[ポイント1]
日本の住宅は今や7戸に1戸が空き家。全国に820万戸あるとされている(2013年、総務省)。33年には3戸に1戸が空き家になるとの推計もある

[ポイント2]
こうした空き家は郊外に限らず東京都心でも増えている。買い手も借り手もつかず、固定資産税や修繕費ばかりがかさむ持ち家は不動産ならぬ「負動産」だ

[ポイント3]
マンションでは経年とともに修繕積立金が上がることが多く、住民の高齢化や相続を機に滞納問題が深刻化するおそれがある。いつか必要な解体費も重荷だ

 

「夢のマイホームを手に入れた!」──。

戸建て住宅やマンションを購入したとき、多くの人は喜びをかみしめ、明るい未来を描く。

だが時を経て状況が変わってくると、その持ち家が一転して“悩みの種”になる可能性がある。

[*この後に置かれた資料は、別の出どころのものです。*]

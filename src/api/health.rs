/// Health check and metrics endpoints
///
/// Two kinds of check:
/// - Liveness: Is the process alive? (restart if not)
/// - Readiness: Can it serve traffic? (database reachable, photo directory present)

use crate::{context::AppContext, error::HoleResult, metrics};
use axum::{
    extract::State,
    http::{header, StatusCode},
    response::{IntoResponse, Json, Response},
    routing::get,
    Router,
};
use serde::Serialize;
use std::time::Instant;

/// Health of one dependency
#[derive(Debug, Clone, Serialize)]
pub struct ComponentHealth {
    pub name: String,

    /// "healthy" or "unhealthy"
    pub status: String,

    #[serde(skip_serializing_if = "Option::is_none")]
    pub response_time_ms: Option<u64>,

    #[serde(skip_serializing_if = "Option::is_none")]
    pub error: Option<String>,
}

/// Build health check routes
pub fn routes() -> Router<AppContext> {
    Router::new()
        .route("/health", get(health_basic))
        .route("/health/live", get(liveness))
        .route("/health/ready", get(readiness))
        .route("/metrics", get(metrics_endpoint))
}

/// Basic health check
pub async fn health_basic(State(ctx): State<AppContext>) -> Json<serde_json::Value> {
    let uptime = ctx.started_at.elapsed().as_secs_f64();
    metrics::UPTIME_SECONDS.set(uptime);

    Json(serde_json::json!({
        "status": "ok",
        "version": ctx.config.service.version,
        "uptimeSeconds": uptime,
    }))
}

/// Liveness check
pub async fn liveness() -> Json<serde_json::Value> {
    Json(serde_json::json!({
        "status": "alive",
        "version": env!("CARGO_PKG_VERSION")
    }))
}

/// Readiness check
///
/// Returns 503 with the failing checks when a dependency is unavailable.
pub async fn readiness(State(ctx): State<AppContext>) -> (StatusCode, Json<serde_json::Value>) {
    let checks = vec![
        timed("database", check_database(&ctx)).await,
        timed("photo_storage", check_photo_storage(&ctx)).await,
    ];

    let ready = checks.iter().all(|c| c.status == "healthy");
    if !ready {
        tracing::warn!("readiness_check_failed");
    }

    let status = if ready {
        StatusCode::OK
    } else {
        StatusCode::SERVICE_UNAVAILABLE
    };

    (
        status,
        Json(serde_json::json!({
            "status": if ready { "ready" } else { "unavailable" },
            "checks": checks,
        })),
    )
}

/// Prometheus text exposition
pub async fn metrics_endpoint() -> Response {
    match metrics::render_metrics() {
        Ok(body) => (
            [(header::CONTENT_TYPE, "text/plain; version=0.0.4")],
            body,
        )
            .into_response(),
        Err(e) => e.into_response(),
    }
}

async fn timed<F>(name: &str, check: F) -> ComponentHealth
where
    F: std::future::Future<Output = HoleResult<()>>,
{
    let start = Instant::now();
    let result = check.await;
    let response_time_ms = Some(start.elapsed().as_millis() as u64);

    match result {
        Ok(()) => ComponentHealth {
            name: name.to_string(),
            status: "healthy".to_string(),
            response_time_ms,
            error: None,
        },
        Err(e) => {
            tracing::warn!(error = %e, "{} check failed", name);
            ComponentHealth {
                name: name.to_string(),
                status: "unhealthy".to_string(),
                response_time_ms,
                error: Some("check failed".to_string()),
            }
        }
    }
}

async fn check_database(ctx: &AppContext) -> HoleResult<()> {
    sqlx::query("SELECT 1").fetch_one(&ctx.db).await?;
    Ok(())
}

async fn check_photo_storage(ctx: &AppContext) -> HoleResult<()> {
    let metadata = tokio::fs::metadata(&ctx.config.storage.photo_directory).await?;
    if !metadata.is_dir() {
        return Err(crate::error::HoleError::Internal(
            "Photo directory is not a directory".to_string(),
        ));
    }
    Ok(())
}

東京駅まで電車で50分、埼玉県東部のベッドタウンで生活する50代男性が本音を漏らす。「人口減少は地方都市の問題だと思っていた。自分がいま住んでいる東京近郊には関係ないはずだと。しかし、それは間違っていた。最近、家の周りに空き家が増えていて、とても不安だ」。

今まであまり気にしなかったが、空き家が増えているという報道を見てから、近所に注意を向けてみると、至る所に空き屋を発見して驚いたという。

その一方で、近所に引っ越してくる住民もいた。ただその人たちは、以前周囲に住んでいた、都内に通勤するサラリーマン層とは違っている。引っ越してきてもあいさつはなく、近隣住民に配慮する習慣を身に付けていないようなのだ。

空き家の増加には放火など治安悪化の懸念が付きまとう。いま自分が住んでいる家の周辺環境が、今後どう変わっていくのか。「心配で仕方がない」と語るこの男性は、引っ越しを真剣に考えているという。